Today, the Centers for Disease Control and Prevention (CDC) and the larger public health community mark National HIV Testing Day (NHTD), which is marked every year on June 27. It’s an opportunity to highlight the continued toll this epidemic has on our country, the need to talk openly about the stigma surrounding the disease, and the importance of knowing your risk factors and getting screened regularly. This is especially important for communities of color and those in the South, who bear the brunt of the domestic HIV epidemic. And current data suggests this disparity is only growing.
The most recent surveillance data released by the CDC show that, while infection rates are decreasing overall, they are increasing among young Black and Latino gay and bisexual men. It is believed that infection rates are also increasing among transgender women, though complete national data on this community does not exist. We must utilize NHTD as an opportunity to highlight the persistent, disproportionate and growing impact of the epidemic on gay, bisexual and transgender populations.

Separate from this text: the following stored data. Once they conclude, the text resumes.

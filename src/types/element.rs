//! # Element Types
//!
//! The twelve supported element encodings and their width rules.
//!
//! ## Width Table
//!
//! | Type | Width | Notes |
//! |------|-------|-------|
//! | Int8 / Uint8 | 1 | |
//! | Int16 / Uint16 | 2 | |
//! | Int32 / Uint32 | 4 | |
//! | Int64 / Uint64 | 8 | |
//! | Float32 | 4 | alias `float` |
//! | Float64 | 8 | alias `double` |
//! | Float80 | 16 | alias `long double`; x87 extended in a 16-byte slot |
//! | Str | caller-supplied | width is mandatory, 1..=255 |
//!
//! For every type but `Str` the width is implied; an explicit width is
//! accepted only when it matches exactly. `Str` has no implied width and
//! rejects open without one.
//!
//! Names parse case-insensitively. The C-flavored aliases (`float`,
//! `double`, `long double`) are accepted alongside the canonical names so
//! existing datasets keep their declared type strings.

use crate::error::StoreError;
use std::fmt;

/// Fixed decoding/encoding rule applied uniformly to every record in a store.
#[repr(u8)]
#[derive(Debug, Clone, Copy, PartialEq, Eq, Hash)]
pub enum ElementType {
    Int8 = 0,
    Uint8 = 1,
    Int16 = 2,
    Uint16 = 3,
    Int32 = 4,
    Uint32 = 5,
    Int64 = 6,
    Uint64 = 7,
    Float32 = 8,
    Float64 = 9,
    Float80 = 10,
    Str = 11,
}

impl ElementType {
    /// Parses a type name, case-insensitively. Accepts the canonical names
    /// plus the `float`/`double`/`long double` aliases.
    pub fn parse(name: &str) -> Result<Self, StoreError> {
        let lowered = name.trim().to_ascii_lowercase();
        let ty = match lowered.as_str() {
            "int8" => ElementType::Int8,
            "uint8" => ElementType::Uint8,
            "int16" => ElementType::Int16,
            "uint16" => ElementType::Uint16,
            "int32" => ElementType::Int32,
            "uint32" => ElementType::Uint32,
            "int64" => ElementType::Int64,
            "uint64" => ElementType::Uint64,
            "float32" | "float" => ElementType::Float32,
            "float64" | "double" => ElementType::Float64,
            "float80" | "long double" => ElementType::Float80,
            "string" => ElementType::Str,
            _ => {
                return Err(StoreError::UnknownType {
                    name: name.to_string(),
                })
            }
        };
        Ok(ty)
    }

    /// Canonical byte width, or `None` for `Str` (caller-supplied).
    pub fn fixed_width(&self) -> Option<u8> {
        match self {
            ElementType::Int8 | ElementType::Uint8 => Some(1),
            ElementType::Int16 | ElementType::Uint16 => Some(2),
            ElementType::Int32 | ElementType::Uint32 => Some(4),
            ElementType::Int64 | ElementType::Uint64 => Some(8),
            ElementType::Float32 => Some(4),
            ElementType::Float64 => Some(8),
            ElementType::Float80 => Some(16),
            ElementType::Str => None,
        }
    }

    /// Applies the open-time width rules: fixed-width types accept an absent
    /// or exactly-matching request, `Str` requires an explicit width in
    /// `1..=255`.
    pub fn resolve_width(&self, requested: Option<u64>) -> Result<u8, StoreError> {
        if let Some(w) = requested {
            if w == 0 || w > u8::MAX as u64 {
                return Err(StoreError::BadWidth { requested: w });
            }
        }
        match (self.fixed_width(), requested) {
            (Some(fixed), None) => Ok(fixed),
            (Some(fixed), Some(w)) if w == fixed as u64 => Ok(fixed),
            (Some(_), Some(w)) => Err(StoreError::WidthMismatch {
                ty: *self,
                requested: w as u8,
            }),
            (None, Some(w)) => Ok(w as u8),
            (None, None) => Err(StoreError::MissingWidth),
        }
    }

    /// Canonical lowercase name.
    pub fn name(&self) -> &'static str {
        match self {
            ElementType::Int8 => "int8",
            ElementType::Uint8 => "uint8",
            ElementType::Int16 => "int16",
            ElementType::Uint16 => "uint16",
            ElementType::Int32 => "int32",
            ElementType::Uint32 => "uint32",
            ElementType::Int64 => "int64",
            ElementType::Uint64 => "uint64",
            ElementType::Float32 => "float32",
            ElementType::Float64 => "float64",
            ElementType::Float80 => "float80",
            ElementType::Str => "string",
        }
    }

    pub fn is_string(&self) -> bool {
        matches!(self, ElementType::Str)
    }
}

impl fmt::Display for ElementType {
    fn fmt(&self, f: &mut fmt::Formatter<'_>) -> fmt::Result {
        f.write_str(self.name())
    }
}

#[cfg(test)]
mod tests {
    use super::*;

    #[test]
    fn parse_canonical_names() {
        assert_eq!(ElementType::parse("int8").unwrap(), ElementType::Int8);
        assert_eq!(ElementType::parse("uint64").unwrap(), ElementType::Uint64);
        assert_eq!(ElementType::parse("float80").unwrap(), ElementType::Float80);
        assert_eq!(ElementType::parse("string").unwrap(), ElementType::Str);
    }

    #[test]
    fn parse_is_case_insensitive() {
        assert_eq!(ElementType::parse("INT32").unwrap(), ElementType::Int32);
        assert_eq!(ElementType::parse("Float64").unwrap(), ElementType::Float64);
    }

    #[test]
    fn parse_c_aliases() {
        assert_eq!(ElementType::parse("float").unwrap(), ElementType::Float32);
        assert_eq!(ElementType::parse("double").unwrap(), ElementType::Float64);
        assert_eq!(
            ElementType::parse("long double").unwrap(),
            ElementType::Float80
        );
    }

    #[test]
    fn parse_rejects_unknown_names() {
        let err = ElementType::parse("varchar").unwrap_err();
        assert_eq!(
            err,
            StoreError::UnknownType {
                name: "varchar".to_string()
            }
        );
    }

    #[test]
    fn width_table() {
        assert_eq!(ElementType::Int8.fixed_width(), Some(1));
        assert_eq!(ElementType::Uint16.fixed_width(), Some(2));
        assert_eq!(ElementType::Int32.fixed_width(), Some(4));
        assert_eq!(ElementType::Uint64.fixed_width(), Some(8));
        assert_eq!(ElementType::Float32.fixed_width(), Some(4));
        assert_eq!(ElementType::Float64.fixed_width(), Some(8));
        assert_eq!(ElementType::Float80.fixed_width(), Some(16));
        assert_eq!(ElementType::Str.fixed_width(), None);
    }

    #[test]
    fn resolve_width_accepts_matching_explicit_width() {
        assert_eq!(ElementType::Int32.resolve_width(None).unwrap(), 4);
        assert_eq!(ElementType::Int32.resolve_width(Some(4)).unwrap(), 4);
    }

    #[test]
    fn resolve_width_rejects_mismatch() {
        let err = ElementType::Int32.resolve_width(Some(8)).unwrap_err();
        assert_eq!(
            err,
            StoreError::WidthMismatch {
                ty: ElementType::Int32,
                requested: 8
            }
        );
    }

    #[test]
    fn string_requires_width() {
        assert_eq!(ElementType::Str.resolve_width(Some(5)).unwrap(), 5);
        assert_eq!(
            ElementType::Str.resolve_width(None).unwrap_err(),
            StoreError::MissingWidth
        );
    }

    #[test]
    fn width_bounds() {
        assert_eq!(
            ElementType::Str.resolve_width(Some(0)).unwrap_err(),
            StoreError::BadWidth { requested: 0 }
        );
        assert_eq!(
            ElementType::Str.resolve_width(Some(256)).unwrap_err(),
            StoreError::BadWidth { requested: 256 }
        );
        assert_eq!(ElementType::Str.resolve_width(Some(255)).unwrap(), 255);
    }
}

While anyone can acquire HIV, it is irrefutable that the disease strongly impacts gay and bisexual men and transgender individuals more than it does other communities. From the beginning of the epidemic, prevailing public misperceptions about the routes, risks and consequences of HIV transmission have reflected homophobia, transphobia and the stigma associated with drug use, resulting in wildly inaccurate risk assessments that have remained largely unaddressed today. In turn, stigma and fear have fueled mistreatment of people living with HIV and left those at greatest risk of infection without the information they need to protect themselves.
Perhaps it’s appropriate that National HIV Testing Day falls during Pride Month. Our nation doesn’t take sufficient pride in its gay, lesbian, bisexual, transgender and queer brothers, sisters, and all non-binary designations in between. LGBTQ equality has gained momentum, but it remains unevenly distributed and incomplete. Even where it exists, legal equality has not yet translated into lived equality for LGBTQ people, especially poor people and people of color.
Our nation continues to discriminate, criminalize and marginalize members of the LGBTQ community, especially LGBTQ people of color, and then stigmatizes them for their high rates of HIV infection. But racism, homophobia and HIV stigma are the very underlying issues that perpetuate the epidemic in this community. It’s time we do more to demonstrate our pride in this community, and stand with them as they demand adequate resources to meet their unique needs. Congress can do this by sufficiently funding federal HIV prevention, care and treatment programs, and by passing employment and housing protections, which still do not exist on the federal level for LGBTQ individuals. It can pass the REPEAL Act, to address stigmatizing and outdated HIV-specific criminal statutes.
This National HIV Testing Day, we encourage everyone to get tested, know your status, and take steps to protect your health, regardless of what that status is. For those who are negative, this may mean considering pre-exposure prophylaxis (PrEP) to stay that way. For those who are positive, this means early initiation of treatment and achieving viral suppression. Undetectable equals untransmittable, after all. People who adhere to their daily HIV regimen as prescribed and achieve and maintain an undetectable viral load have effectively no risk of sexually transmitting the virus to an HIV-negative partner.
We also hope you’ll go farther than just learning your status, and consider how you can support our LGBTQ neighbors and family members, colleagues and friends. You can help combat the stigma facing them and anyone with HIV. Show your support and state your support out loud. And be proud to do so. These are your friends, your family, your colleagues. They need to hear this. Full equality can never be attained without health equity. And by that measure, we have a long way to go.
Congresswoman Barbara Lee (D-Calif.) represents California’s 13th district and is a founding member and current co-chair of the Congressional HIV/AIDS Caucus. Jesse Milan Jr. is president and CEO of AIDS United in Washington, DC.